País de preguntas

En 2021, México conmemorará dos acontecimientos esenciales de su historia: la caída de la gran Tenochtitlán y el comienzo del período novohispano que sentó las bases de la nación que hoy somos. Los dos son de vital importancia pues, en lo más hondo de su significación, constituyen en buena medida la columna vertebral en que se sostiene la estructura del país que vivimos todos los días.

La conmemoración no es asunto trivial; antes bien, representa la posibilidad de hacer una pausa para mirar serenamente, con la lejanía que imponen tantos años, a ambas epopeyas de nuestra nación. A esa distancia ya se pueden medir con la suficiente objetividad sus alcances y sus logros sin riesgo de sucumbir ante los arrebatos de la emoción que se desborda hacia uno u otro de los extremos.

Y en el espacio impuesto por esa distancia, es posible introducir algunas preguntas de obligada necesitad: ¿Qué fue lo que realmente cambiaron esos eventos? ¿Valía la pena apostar a que la violencia crearía un nuevo orden en la configuración de nuevas comunidades, con mayores perspectivas de igualdad? ¿Por qué en el curso de la primera década del siglo XIX se pensó dejar la tutela española para ser independientes sin antes haber creado un concepto de sociedad sin conquistadores ni conquistados, sin ganadores ni perdedores? ¿Por qué un siglo después se pensó levantar en armas a un pueblo y luchar por la conquista de tierras si, más tarde, el Estado mismo violó de la manera más impune todo el ideal agrario para crear infinitos pequeños feudos fundados en el robo o el despojo de tierras a los propios campesinos? ¿Dónde están los avances, si es que los hubo, propiciados por esos movimientos de acción? ¿Fueron realmente eficaces? ¿Para qué todo eso? ¿Acaso el México contemporáneo no se debate entre la polarización, índices de pobreza, desempleo, atraso y otras lindezas que ya antes se han padecido?

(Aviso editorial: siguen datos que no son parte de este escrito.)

// src/exec/mod.rs

//! Process execution layer.
//!
//! - [`backend`] provides the `ProcessSpawner`/`ProcessHandle` seam and the
//!   production `CommandSpawner` built on `tokio::process::Command`. Tests
//!   replace the spawner with scripted fakes.
//! - [`stream`] forwards a child's stdout/stderr to the orchestrator as
//!   newline-terminated chunks.

pub mod backend;
pub mod stream;

pub use backend::{CommandSpawner, ProcessHandle, ProcessSpawner};
pub use stream::spawn_chunk_reader;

La respuesta a esas preguntas es todavía una válida y legítima por su valor de utopía: para fundar una sociedad protegida por dos valores esenciales de las comunidades humanas de cualquier tiempo y espacio: la libertad y la ley. Ambos valores de capital importancia para las sociedades de los siglos XIX y XX fundadas en la democracia y que hoy seguimos persiguiendo con afán porque al final se percibe la certeza de que el punto de llegada es mejor que este donde ahora estamos anclados.

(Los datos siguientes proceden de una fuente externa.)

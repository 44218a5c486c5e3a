// src/dag/filter.rs

//! Subnet filtering: run only the part of the graph whose task names match.

use std::collections::HashSet;

use regex::Regex;
use tracing::debug;

use crate::dag::TaskSpec;
use crate::errors::{Result, TaskstackError};

/// Compiled list of task-name patterns. Empty means "keep everything".
#[derive(Debug, Clone, Default)]
pub struct SubnetFilter {
    patterns: Vec<Regex>,
}

impl SubnetFilter {
    pub fn new<S: AsRef<str>>(patterns: &[S]) -> Result<Self> {
        let patterns = patterns
            .iter()
            .map(|p| {
                let p = p.as_ref();
                Regex::new(p).map_err(|source| TaskstackError::InvalidFilter {
                    pattern: p.to_string(),
                    source,
                })
            })
            .collect::<Result<Vec<_>>>()?;
        Ok(Self { patterns })
    }

    pub fn is_empty(&self) -> bool {
        self.patterns.is_empty()
    }

    /// A name is kept if it matches at least one pattern.
    pub fn matches(&self, name: &str) -> bool {
        self.patterns.is_empty() || self.patterns.iter().any(|re| re.is_match(name))
    }

    /// Keep matching specs and drop dependency edges that leave the subnet.
    ///
    /// A dependency outside the subnet counts as already satisfied.
    pub fn apply(&self, specs: &[TaskSpec]) -> Vec<TaskSpec> {
        if self.is_empty() {
            return specs.to_vec();
        }

        let kept: HashSet<&str> = specs
            .iter()
            .filter(|s| self.matches(&s.name))
            .map(|s| s.name.as_str())
            .collect();

        specs
            .iter()
            .filter(|s| kept.contains(s.name.as_str()))
            .map(|s| {
                let run_after: Vec<_> = s
                    .run_after
                    .iter()
                    .filter(|dep| kept.contains(dep.as_str()))
                    .cloned()
                    .collect();
                if run_after.len() != s.run_after.len() {
                    debug!(
                        task = %s.name,
                        dropped = s.run_after.len() - run_after.len(),
                        "dependencies outside subnet treated as satisfied"
                    );
                }
                TaskSpec {
                    name: s.name.clone(),
                    run_after,
                    max_concurrent: s.max_concurrent,
                }
            })
            .collect()
    }
}

#[cfg(test)]
mod tests {
    use super::*;

    #[test]
    fn keeps_matching_tasks_and_prunes_outside_edges() {
        let specs = vec![
            TaskSpec::new("import:users"),
            TaskSpec::new("import:articles").after(["import:users", "export:x"]),
            TaskSpec::new("export:x"),
        ];
        let filter = SubnetFilter::new(&["^import:"]).unwrap();
        let kept = filter.apply(&specs);

        assert_eq!(kept.len(), 2);
        assert_eq!(kept[1].name, "import:articles");
        assert_eq!(kept[1].run_after, vec!["import:users".to_string()]);
    }

    #[test]
    fn invalid_pattern_is_reported() {
        let err = SubnetFilter::new(&["("]).unwrap_err();
        assert!(matches!(err, TaskstackError::InvalidFilter { pattern, .. } if pattern == "("));
    }
}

En una perspectiva histórica cuya objetividad es impuesta por la lejanía, la validez de la respuesta, parece haber sido traicionada una y mil veces. En el contexto de nuestra historia patria, muy pronto las aristocracias surgidas del movimiento de Independencia en 1810 y los generales revolucionarios de 1910, que terminaron siendo políticos, entendieron que el poder adquirido durante el desarrollo de ambos eventos, les daba el derecho irrevocable de tomar prisioneros, incendiar pueblos, exigir tributos y regalarse a sí mismos tierras y aguas, si más extensas y abundantes, mejor.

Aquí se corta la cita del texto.